In recent months the media have often reported news about Hungary, the numerous and sometimes violent street protests against the government and, more recently, the country's stance against some European choices.

Hungary is a Republic but has often been the focus of criticism regarding the real degree of democracy in the territory, following dubious decisions taken by Prime Minister Viktor Orbán, in office with the Fidesz - Hungarian Civic Union party, since 2010.

The violations of fundamental human rights that occur daily in Hungary appear to be effective and numerous. In July of this year, among the most important violation there is that of the government's opposition, which occupied the main squares to counter the almost total deprivation of one of the rights, which is the first to be lacking in countries where democracy leads to a regime, freedom of the press.

In Hungary, 90% of the media is said to be controlled by the government, and openly pro-Orban, numerous newspapers have been bought by men close to the president.This is the case of Index, an independent online newspaper, Miklos Vaszily, an entrepreneur close to Orban, has acquired 50% of the shares of a company that controls the advertising and revenue of the newspaper in question.

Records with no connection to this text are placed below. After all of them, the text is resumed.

//! # Integration Tests
//!
//! Integration and end-to-end tests.
//!
//! Covers:
//! - Contract snapshot tests
//! - Config -> dispatch -> checkpoint flows with mock sinks (no network)

#[cfg(test)]
mod contract_tests {
    use contracts::{ConfigVersion, ContractError, ErrorKind};

    #[test]
    fn test_contracts_compile() {
        let _ = ConfigVersion::V1;
    }

    #[test]
    fn test_error_taxonomy() {
        assert!(ContractError::from_status("s", 503, "busy").kind().is_transient());
        assert!(ContractError::from_status("s", 429, "slow down").kind().is_transient());
        assert_eq!(ContractError::from_status("s", 400, "bad").kind(), ErrorKind::Client);
        assert!(!ContractError::store_corrupt("x").kind().is_transient());
    }
}

#[cfg(test)]
mod e2e_tests {
    use std::collections::HashSet;
    use std::sync::atomic::{AtomicI32, AtomicU64, Ordering};
    use std::sync::{Arc, Mutex};

    use config_loader::{ConfigFormat, ConfigLoader};
    use contracts::{
        CheckpointConfig, CheckpointStore, ContractError, Event, ExceptionStrategy, ItemStatus,
        SinkTransport,
    };
    use dispatcher::{BatchDispatcher, SinkRegistry};
    use retry::{BackoffPolicy, RetryStrategy, RetryableErrorSet};
    use tokio::sync::mpsc;
    use tokio_util::sync::CancellationToken;
    use unit_of_work::{
        Checkpointer, DispatchPipeline, ExceptionHandler, FileCheckpointStore, ProcessControl,
        ShardConsumer, SourceRecord,
    };

    /// Answers 503 for listed ids until they have failed `failures` times
    struct FlakySink {
        name: &'static str,
        failing: HashSet<&'static str>,
        failures: u64,
        seen: Mutex<Vec<(String, u64)>>,
        calls: AtomicU64,
    }

    impl FlakySink {
        fn new(name: &'static str, failing: &[&'static str], failures: u64) -> Self {
            Self {
                name,
                failing: failing.iter().copied().collect(),
                failures,
                seen: Mutex::new(Vec::new()),
                calls: AtomicU64::new(0),
            }
        }

        fn failures_of(&self, id: &str) -> u64 {
            self.seen
                .lock()
                .unwrap()
                .iter()
                .find(|(seen, _)| seen == id)
                .map(|(_, count)| *count)
                .unwrap_or(0)
        }
    }

    impl SinkTransport for FlakySink {
        fn name(&self) -> &str {
            self.name
        }

        async fn send(&self, batch: &[Event]) -> Result<Vec<ItemStatus>, ContractError> {
            self.calls.fetch_add(1, Ordering::SeqCst);
            let mut seen = self.seen.lock().unwrap();
            let statuses = batch
                .iter()
                .map(|event| {
                    let id = event.id.as_str();
                    if !self.failing.contains(id) {
                        return ItemStatus::positional(200);
                    }
                    let index = match seen.iter().position(|(seen, _)| seen == id) {
                        Some(index) => index,
                        None => {
                            seen.push((id.to_string(), 0));
                            seen.len() - 1
                        }
                    };
                    let failed = &mut seen[index].1;
                    if *failed < self.failures {
                        *failed += 1;
                        ItemStatus::positional(503).with_error("busy")
                    } else {
                        ItemStatus::positional(200)
                    }
                })
                .collect();
            Ok(statuses)
        }
    }

    #[derive(Default, Clone)]
    struct RecordingControl {
        exit_code: Arc<AtomicI32>,
    }

    impl ProcessControl for RecordingControl {
        fn exit(&self, code: i32) {
            self.exit_code.store(code, Ordering::SeqCst);
        }

        async fn block(&self) {}
    }

    fn strategy(max_attempts: u32) -> RetryStrategy {
        RetryStrategy::new(BackoffPolicy::fixed(1), max_attempts, RetryableErrorSet::any())
    }

    fn file_checkpointer(dir: &tempfile::TempDir) -> (Arc<FileCheckpointStore>, Arc<Checkpointer>) {
        let store = Arc::new(FileCheckpointStore::new(dir.path().join("checkpoint.json")));
        let config = CheckpointConfig {
            delay_ms: 1,
            ..Default::default()
        };
        let checkpointer = Arc::new(Checkpointer::new(store.clone(), &config));
        (store, checkpointer)
    }

    fn record(position: &str, ids: &[&str]) -> SourceRecord {
        let events = ids
            .iter()
            .map(|id| Event::new(*id, format!(r#"{{"id":"{id}"}}"#)))
            .collect();
        SourceRecord::new(position, events)
    }

    async fn feed(records: Vec<SourceRecord>) -> mpsc::Receiver<SourceRecord> {
        let (tx, rx) = mpsc::channel(records.len().max(1));
        for record in records {
            tx.send(record).await.unwrap();
        }
        rx
    }

    /// Config file -> registry-built log sinks -> file checkpoint
    #[tokio::test]
    async fn test_e2e_config_to_checkpoint() {
        let dir = tempfile::tempdir().unwrap();
        let config = r#"
exception_strategy = "continue"

[delivery]
max_attempts = 3
backoff_policy = "fixed"
delay_or_seed = 1

[source]
path = "events.ndjson"

[[sinks]]
name = "audit"
sink_type = "log"

[[sinks]]
name = "mirror"
sink_type = "log"
"#;
        let blueprint = ConfigLoader::load_from_str(config, ConfigFormat::Toml).unwrap();

        let registry = SinkRegistry::new();
        let shutdown = CancellationToken::new();
        let pipeline = DispatchPipeline::from_registry(
            &registry,
            &blueprint.sinks,
            &RetryStrategy::from_config(&blueprint.delivery),
            &shutdown,
        )
        .unwrap();
        assert_eq!(registry.len(), 2);

        let (store, checkpointer) = file_checkpointer(&dir);
        let consumer = ShardConsumer::new(
            "shard-0",
            Arc::new(pipeline),
            checkpointer,
            Arc::new(ExceptionHandler::new(blueprint.exception_strategy)),
            shutdown,
        );

        let rx = feed(vec![record("2", &["a", "b"]), record("4", &["c", "d"])]).await;
        let summary = consumer.run(rx).await;

        assert_eq!(summary.acknowledged, 2);
        assert_eq!(summary.committed, 2);
        assert_eq!(store.load().unwrap().as_deref(), Some("4"));
    }

    /// A retryable subset is resent until it succeeds, then the record is acked
    #[tokio::test]
    async fn test_e2e_flaky_sink_recovers() {
        let dir = tempfile::tempdir().unwrap();
        let sink = Arc::new(FlakySink::new("flaky", &["b"], 2));
        let pipeline = DispatchPipeline::new(
            "e2e",
            vec![BatchDispatcher::from_shared(Arc::clone(&sink), strategy(5))],
        );
        let (store, checkpointer) = file_checkpointer(&dir);
        let consumer = ShardConsumer::new(
            "shard-0",
            Arc::new(pipeline),
            checkpointer,
            Arc::new(ExceptionHandler::new(ExceptionStrategy::Continue)),
            CancellationToken::new(),
        );

        let summary = consumer.run(feed(vec![record("3", &["a", "b", "c"])]).await).await;

        assert_eq!(summary.acknowledged, 1);
        assert_eq!(sink.calls.load(Ordering::SeqCst), 3);
        assert_eq!(sink.failures_of("b"), 2);
        assert_eq!(store.load().unwrap().as_deref(), Some("3"));
    }

    /// Exhausted retries leave the record unacknowledged; `continue` moves on
    #[tokio::test]
    async fn test_e2e_exhausted_record_not_acknowledged() {
        let dir = tempfile::tempdir().unwrap();
        let sink = Arc::new(FlakySink::new("stuck", &["x"], u64::MAX));
        let pipeline = DispatchPipeline::new(
            "e2e",
            vec![BatchDispatcher::from_shared(Arc::clone(&sink), strategy(3))],
        );
        let (store, checkpointer) = file_checkpointer(&dir);
        let consumer = ShardConsumer::new(
            "shard-0",
            Arc::new(pipeline),
            checkpointer,
            Arc::new(ExceptionHandler::new(ExceptionStrategy::Continue)),
            CancellationToken::new(),
        );

        let rx = feed(vec![record("1", &["x"]), record("2", &["y"])]).await;
        let summary = consumer.run(rx).await;

        assert_eq!(summary.failed, 1);
        assert_eq!(summary.acknowledged, 1);
        assert_eq!(summary.last_position.as_deref(), Some("2"));
        assert_eq!(sink.failures_of("x"), 3);
        assert_eq!(store.load().unwrap().as_deref(), Some("2"));
    }

    /// `exit` terminates on the first failure, before any checkpoint
    #[tokio::test]
    async fn test_e2e_exit_strategy() {
        let dir = tempfile::tempdir().unwrap();
        let sink = FlakySink::new("stuck", &["x"], u64::MAX);
        let pipeline = DispatchPipeline::new("e2e", vec![BatchDispatcher::new(sink, strategy(2))]);
        let control = RecordingControl::default();
        let (store, checkpointer) = file_checkpointer(&dir);
        let consumer = ShardConsumer::new(
            "shard-0",
            Arc::new(pipeline),
            checkpointer,
            Arc::new(ExceptionHandler::with_control(ExceptionStrategy::Exit, control.clone())),
            CancellationToken::new(),
        );

        let summary = consumer.run(feed(vec![record("1", &["x"])]).await).await;

        assert_eq!(summary.failed, 1);
        assert_eq!(control.exit_code.load(Ordering::SeqCst), unit_of_work::exception::FAILURE_EXIT_CODE);
        assert_eq!(store.load().unwrap(), None);
    }

    /// One failing sink fails the whole record even if the others delivered
    #[tokio::test]
    async fn test_e2e_fan_out_requires_every_sink() {
        let healthy = Arc::new(FlakySink::new("healthy", &[], 0));
        let stuck = Arc::new(FlakySink::new("stuck", &["a"], u64::MAX));
        let pipeline = DispatchPipeline::new(
            "e2e",
            vec![
                BatchDispatcher::from_shared(Arc::clone(&healthy), strategy(2)),
                BatchDispatcher::from_shared(Arc::clone(&stuck), strategy(2)),
            ],
        );
        let dir = tempfile::tempdir().unwrap();
        let (store, checkpointer) = file_checkpointer(&dir);
        let consumer = ShardConsumer::new(
            "shard-0",
            Arc::new(pipeline),
            checkpointer,
            Arc::new(ExceptionHandler::new(ExceptionStrategy::Continue)),
            CancellationToken::new(),
        );

        let summary = consumer.run(feed(vec![record("1", &["a"])]).await).await;

        assert_eq!(summary.failed, 1);
        assert_eq!(summary.acknowledged, 0);
        assert_eq!(store.load().unwrap(), None);
    }
}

Veronika Munk, deputy editor-in-chief of Index, said in an interview for La Repubblica: "It has really gotten worse in the last ten years (since Orbán came to power). Many publishing companies have changed ownership and now have strong ties to the government. Many pro-government foundations control the major newspapers, major TV stations, many radio stations. Index was the leading online newspaper, read by everyone, offering 24-hour news, video, live. A successful multimedia platform. In the last few weeks, after the director's dismissal, I have perceived external influences on the news bill at various meetings. Unacceptable. The independence of information in the way we see it is indispensable".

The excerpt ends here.